The Berlin newspapers reported on Liebknecht's proclamation even more extensively than on Scheidemann's speech. His words, however, did not have a lasting effect since the left wing of the revolutionaries did not have a sufficient power base and continued to lose influence after the suppression of the Spartacist uprising in January 1919. It was not until the German Democratic Republic (East Germany) was founded in 1949 that Liebknecht's proclamation was included in one part of Germany's tradition-building. Portal IV of the Berlin Palace was salvaged during the building's post-war demolition and integrated into the new State Council building as the "Liebknecht Portal".

== Aftermath ==
The MSPD leadership initially succeeded in persuading the USPD to join them in an interim government, the Council of the People's Deputies. The three USPD members resigned from the council on 29 December 1918 due to disagreements with the MSPD and were replaced by two additional MSPD members. January 1919 saw the Spartacist uprising, in the course of which the MSPD leadership deployed right-wing Freikorps troops against the left-wing revolutionaries. On 19 January, elections were held for the Weimar National Assembly. It drafted the Weimar Constitution which came into force on 11 August 1919. Article 1 begins with the sentence, "The German Reich is a republic". Despite both the strong desire among many Germans to restore the monarchy and the failure in 1933 of the Weimar Republic, there were never any serious efforts to return to an imperial form of government.

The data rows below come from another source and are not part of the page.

//! In-memory graph store
//!
//! This backend keeps every collection in process. Transactions work on a
//! private snapshot and publish their removals on commit. A commit fails with
//! [`StoreError::Conflict`] when a document or edge set the transaction read
//! or removed has changed since the snapshot was taken, so transactions over
//! disjoint parts of the graph both commit. Faults can be injected to
//! exercise failure handling.

use async_trait::async_trait;
use serde::Serialize;
use serde_json::{json, Value};
use std::collections::{BTreeMap, BTreeSet, HashSet};
use std::fmt;
use std::sync::atomic::{AtomicU64, Ordering};
use std::sync::Arc;
use tokio::sync::RwLock;
use tracker_org::{Affiliation, Claim, Domain, Organization, Ownership, ScanKind};
use uuid::Uuid;

use crate::collection::{split_id, Collection};
use crate::cursor::{Cursor, VecCursor};
use crate::error::{StoreError, StoreResult};
use crate::query::{QueryKind, ReadQuery, StepKind, WriteStep};
use crate::store::{GraphStore, Transaction};

type Documents = BTreeMap<String, Value>;

/// Change-tracking key: one document, or every edge of a collection that
/// meets a given endpoint.
#[derive(Debug, Clone, PartialEq, Eq, PartialOrd, Ord)]
enum Stamp {
    Doc(Collection, String),
    Endpoint(Collection, String),
}

impl fmt::Display for Stamp {
    fn fmt(&self, f: &mut fmt::Formatter<'_>) -> fmt::Result {
        match self {
            Self::Doc(collection, key) => write!(f, "{}", collection.id(key)),
            Self::Endpoint(collection, id) => write!(f, "{collection} edges at {id}"),
        }
    }
}

/// What a transaction looked at and what it removed.
#[derive(Debug, Default)]
struct WriteSet {
    watched: BTreeSet<Stamp>,
    removed: Vec<(Collection, String)>,
}

/// Every collection's documents, with the logical time each document and
/// edge endpoint last changed.
#[derive(Debug, Clone, Default)]
struct Graph {
    collections: BTreeMap<Collection, Documents>,
    stamps: BTreeMap<Stamp, u64>,
    clock: u64,
}

fn edge_ends(doc: &Value) -> Option<(&str, &str)> {
    Some((doc.get("_from")?.as_str()?, doc.get("_to")?.as_str()?))
}

impl Graph {
    fn docs(&self, collection: Collection) -> impl Iterator<Item = (&String, &Value)> {
        self.collections
            .get(&collection)
            .into_iter()
            .flat_map(|docs| docs.iter())
    }

    fn insert(&mut self, collection: Collection, key: &str, mut doc: Value) {
        if let Value::Object(map) = &mut doc {
            map.insert("_key".into(), Value::String(key.to_string()));
            map.insert("_id".into(), Value::String(collection.id(key)));
        }
        self.mark_changed(collection, key);
        self.collections
            .entry(collection)
            .or_default()
            .insert(key.to_string(), doc);
        self.mark_changed(collection, key);
    }

    fn get(&self, collection: Collection, key: &str) -> Option<&Value> {
        self.collections.get(&collection)?.get(key)
    }

    fn remove(&mut self, collection: Collection, key: &str) -> Option<Value> {
        self.collections.get_mut(&collection)?.remove(key)
    }

    fn stamp_of(&self, stamp: &Stamp) -> u64 {
        self.stamps.get(stamp).copied().unwrap_or_default()
    }

    /// Advance the stamps of a document and, for edges, of both endpoints.
    fn mark_changed(&mut self, collection: Collection, key: &str) {
        self.clock += 1;
        let clock = self.clock;
        let ends = self
            .get(collection, key)
            .and_then(edge_ends)
            .map(|(from, to)| (from.to_string(), to.to_string()));
        self.stamps
            .insert(Stamp::Doc(collection, key.to_string()), clock);
        if let Some((from, to)) = ends {
            self.stamps.insert(Stamp::Endpoint(collection, from), clock);
            self.stamps.insert(Stamp::Endpoint(collection, to), clock);
        }
    }

    /// Remove a document from the live graph.
    fn discard(&mut self, collection: Collection, key: &str) {
        self.mark_changed(collection, key);
        self.remove(collection, key);
    }

    /// `(edge key, _to)` of every edge leaving `from`.
    fn edges_from(&self, collection: Collection, from: &str) -> Vec<(String, String)> {
        self.docs(collection)
            .filter_map(|(key, doc)| {
                let (f, t) = edge_ends(doc)?;
                (f == from).then(|| (key.clone(), t.to_string()))
            })
            .collect()
    }

    /// `(edge key, _from)` of every edge arriving at `to`.
    fn edges_to(&self, collection: Collection, to: &str) -> Vec<(String, String)> {
        self.docs(collection)
            .filter_map(|(key, doc)| {
                let (f, t) = edge_ends(doc)?;
                (t == to).then(|| (key.clone(), f.to_string()))
            })
            .collect()
    }

    fn claimed_domains(&self, org_id: &str) -> BTreeSet<String> {
        self.edges_from(Collection::Claims, org_id)
            .into_iter()
            .map(|(_, to)| to)
            .collect()
    }

    fn read(&self, query: &ReadQuery) -> Vec<Value> {
        match query {
            ReadQuery::OwnershipInfo { org_id } => {
                let claimed = self.claimed_domains(org_id);
                self.edges_from(Collection::Ownership, org_id)
                    .into_iter()
                    .filter(|(_, domain_id)| claimed.contains(domain_id))
                    .map(|(_, domain_id)| json!({ "domain_id": domain_id }))
                    .collect()
            }
            ReadQuery::DomainClaimCounts { org_id } => self
                .claimed_domains(org_id)
                .into_iter()
                .map(|domain_id| {
                    let count = self.edges_to(Collection::Claims, &domain_id).len();
                    json!({ "domain_id": domain_id, "count": count })
                })
                .collect(),
            ReadQuery::UserAffiliations { user_id } => self
                .docs(Collection::Affiliations)
                .filter(|(_, doc)| edge_ends(doc).map(|(_, to)| to) == Some(user_id.as_str()))
                .map(|(_, doc)| doc.clone())
                .collect(),
            ReadQuery::Document { collection, key } => {
                self.get(*collection, key).cloned().into_iter().collect()
            }
        }
    }

    // ------------------------------------------------------------------
    // Staged writes. These never advance stamps, so a transaction's
    // snapshot keeps the stamps it started from.
    // ------------------------------------------------------------------

    fn watch_from(
        &self,
        collection: Collection,
        from: &str,
        writes: &mut WriteSet,
    ) -> Vec<(String, String)> {
        writes
            .watched
            .insert(Stamp::Endpoint(collection, from.to_string()));
        self.edges_from(collection, from)
    }

    fn watch_to(
        &self,
        collection: Collection,
        to: &str,
        writes: &mut WriteSet,
    ) -> Vec<(String, String)> {
        writes
            .watched
            .insert(Stamp::Endpoint(collection, to.to_string()));
        self.edges_to(collection, to)
    }

    fn stage_remove(&mut self, collection: Collection, key: &str, writes: &mut WriteSet) {
        writes
            .watched
            .insert(Stamp::Doc(collection, key.to_string()));
        if self.remove(collection, key).is_some() {
            writes.removed.push((collection, key.to_string()));
        }
    }

    fn stage_remove_id(&mut self, id: &str, writes: &mut WriteSet) {
        if let Some((collection, key)) = split_id(id) {
            self.stage_remove(collection, key, writes);
        }
    }

    fn stage_remove_edges_from(
        &mut self,
        collection: Collection,
        from: &str,
        writes: &mut WriteSet,
    ) {
        for (key, _) in self.watch_from(collection, from, writes) {
            self.stage_remove(collection, &key, writes);
        }
    }

    fn apply(&mut self, step: &WriteStep, writes: &mut WriteSet) -> Result<(), String> {
        match step {
            WriteStep::RemoveDmarcSummaries { domain_ids } => {
                for domain_id in domain_ids {
                    for (edge_key, summary_id) in
                        self.watch_from(Collection::DomainsToDmarcSummaries, domain_id, writes)
                    {
                        self.stage_remove_id(&summary_id, writes);
                        self.stage_remove(Collection::DomainsToDmarcSummaries, &edge_key, writes);
                    }
                }
            }
            WriteStep::RemoveOwnerships { org_id } => {
                self.stage_remove_edges_from(Collection::Ownership, org_id, writes);
            }
            WriteStep::AssertExclusiveClaim { org_id, domain_id } => {
                let claimants: Vec<String> = self
                    .watch_to(Collection::Claims, domain_id, writes)
                    .into_iter()
                    .map(|(_, from)| from)
                    .collect();
                if claimants.len() != 1 || claimants[0] != *org_id {
                    return Err(format!(
                        "{} is claimed by {} organizations",
                        domain_id,
                        claimants.len()
                    ));
                }
            }
            WriteStep::RemoveDkimResults { domain_id } => {
                for (_, dkim_id) in self.watch_from(Collection::DomainsDkim, domain_id, writes) {
                    for (edge_key, result_id) in
                        self.watch_from(Collection::DkimToDkimResults, &dkim_id, writes)
                    {
                        self.stage_remove_id(&result_id, writes);
                        self.stage_remove(Collection::DkimToDkimResults, &edge_key, writes);
                    }
                }
            }
            WriteStep::RemoveScanResults { domain_id } => {
                for kind in ScanKind::ALL {
                    for (_, scan_id) in
                        self.watch_from(Collection::scan_edge(kind), domain_id, writes)
                    {
                        self.stage_remove_id(&scan_id, writes);
                    }
                }
            }
            WriteStep::RemoveDomain { domain_id } => {
                for kind in ScanKind::ALL {
                    self.stage_remove_edges_from(Collection::scan_edge(kind), domain_id, writes);
                }
                for (key, _) in self.watch_to(Collection::Claims, domain_id, writes) {
                    self.stage_remove(Collection::Claims, &key, writes);
                }
                self.stage_remove_id(domain_id, writes);
            }
            WriteStep::RemoveClaims { org_id } => {
                // Watching each domain's claim set makes two removals that
                // each drop one claim on the same shared domain conflict.
                for (key, domain_id) in self.watch_from(Collection::Claims, org_id, writes) {
                    writes
                        .watched
                        .insert(Stamp::Endpoint(Collection::Claims, domain_id));
                    self.stage_remove(Collection::Claims, &key, writes);
                }
            }
            WriteStep::RemoveAffiliations { org_id } => {
                self.stage_remove_edges_from(Collection::Affiliations, org_id, writes);
            }
            WriteStep::RemoveOrganization { org_id } => {
                self.stage_remove_id(org_id, writes);
            }
        }
        Ok(())
    }
}
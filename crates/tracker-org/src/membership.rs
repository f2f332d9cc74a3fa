//! Organization relationship edges
//!
//! Claims, ownerships and affiliations are edges in the graph store. Each
//! edge links a `_from` document id to a `_to` document id.

use serde::{Deserialize, Serialize};

use crate::roles::Permission;

/// Edge collection for organization → domain claims.
pub const CLAIMS: &str = "claims";

/// Edge collection for organization → domain DMARC-summary ownership.
pub const OWNERSHIP: &str = "ownership";

/// Edge collection for organization → user affiliations.
pub const AFFILIATIONS: &str = "affiliations";

/// Document collection holding users, the targets of affiliations.
pub const USERS: &str = "users";

/// An organization claims a domain.
///
/// Claims are many-to-many: several organizations may monitor the same
/// domain. A domain with exactly one claim is exclusive to that claimant.
#[derive(Debug, Clone, PartialEq, Eq, Serialize, Deserialize)]
pub struct Claim {
    /// Organization document id
    #[serde(rename = "_from")]
    pub from: String,

    /// Domain document id
    #[serde(rename = "_to")]
    pub to: String,
}

impl Claim {
    /// Creates a claim edge.
    pub fn new(org_id: impl Into<String>, domain_id: impl Into<String>) -> Self {
        Self {
            from: org_id.into(),
            to: domain_id.into(),
        }
    }
}

/// An organization owns a domain's DMARC-summary data.
///
/// At most one organization owns a given domain.
#[derive(Debug, Clone, PartialEq, Eq, Serialize, Deserialize)]
pub struct Ownership {
    /// Organization document id
    #[serde(rename = "_from")]
    pub from: String,

    /// Domain document id
    #[serde(rename = "_to")]
    pub to: String,
}

impl Ownership {
    /// Creates an ownership edge.
    pub fn new(org_id: impl Into<String>, domain_id: impl Into<String>) -> Self {
        Self {
            from: org_id.into(),
            to: domain_id.into(),
        }
    }
}

/// A user's affiliation with an organization.
///
/// # Examples
///
/// ```
/// use tracker_org::{Affiliation, Permission};
///
/// let affiliation = Affiliation::new("organizations/1", "users/2", Permission::Admin);
/// assert!(affiliation.permission.is_admin());
/// ```
#[derive(Debug, Clone, PartialEq, Eq, Serialize, Deserialize)]
pub struct Affiliation {
    /// Organization document id
    #[serde(rename = "_from")]
    pub from: String,

    /// User document id
    #[serde(rename = "_to")]
    pub to: String,

    /// Permission level granted by the affiliation
    pub permission: Permission,
}

impl Affiliation {
    /// Creates an affiliation edge.
    pub fn new(
        org_id: impl Into<String>,
        user_id: impl Into<String>,
        permission: Permission,
    ) -> Self {
        Self {
            from: org_id.into(),
            to: user_id.into(),
            permission,
        }
    }
}

#[cfg(test)]
mod tests {
    use super::*;

    #[test]
    fn test_edge_wire_format() {
        let claim = Claim::new("organizations/1", "domains/2");
        let json = serde_json::to_value(&claim).unwrap();
        assert_eq!(json["_from"], "organizations/1");
        assert_eq!(json["_to"], "domains/2");
    }

    #[test]
    fn test_affiliation_permission() {
        let json = serde_json::json!({
            "_from": "organizations/1",
            "_to": "users/1",
            "permission": "super_admin",
        });
        let affiliation: Affiliation = serde_json::from_value(json).unwrap();
        assert_eq!(affiliation.permission, Permission::SuperAdmin);
    }
}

In the course of the Spartacist uprising, on 15 January 1919, Karl Liebknecht and Rosa Luxemburg were murdered, with Friedrich Ebert's approval, by members of the Guard Cavalry Rifle Division. Scheidemann became a hated figure in German nationalist and ethnic circles. An assassination attempt was made on him in 1922. After Adolf Hitler seized power in 1933, he fled into exile in Denmark. His name was on the first expatriation list of the Nazi regime on August 25, 1933. Scheidemann died in Copenhagen in 1939.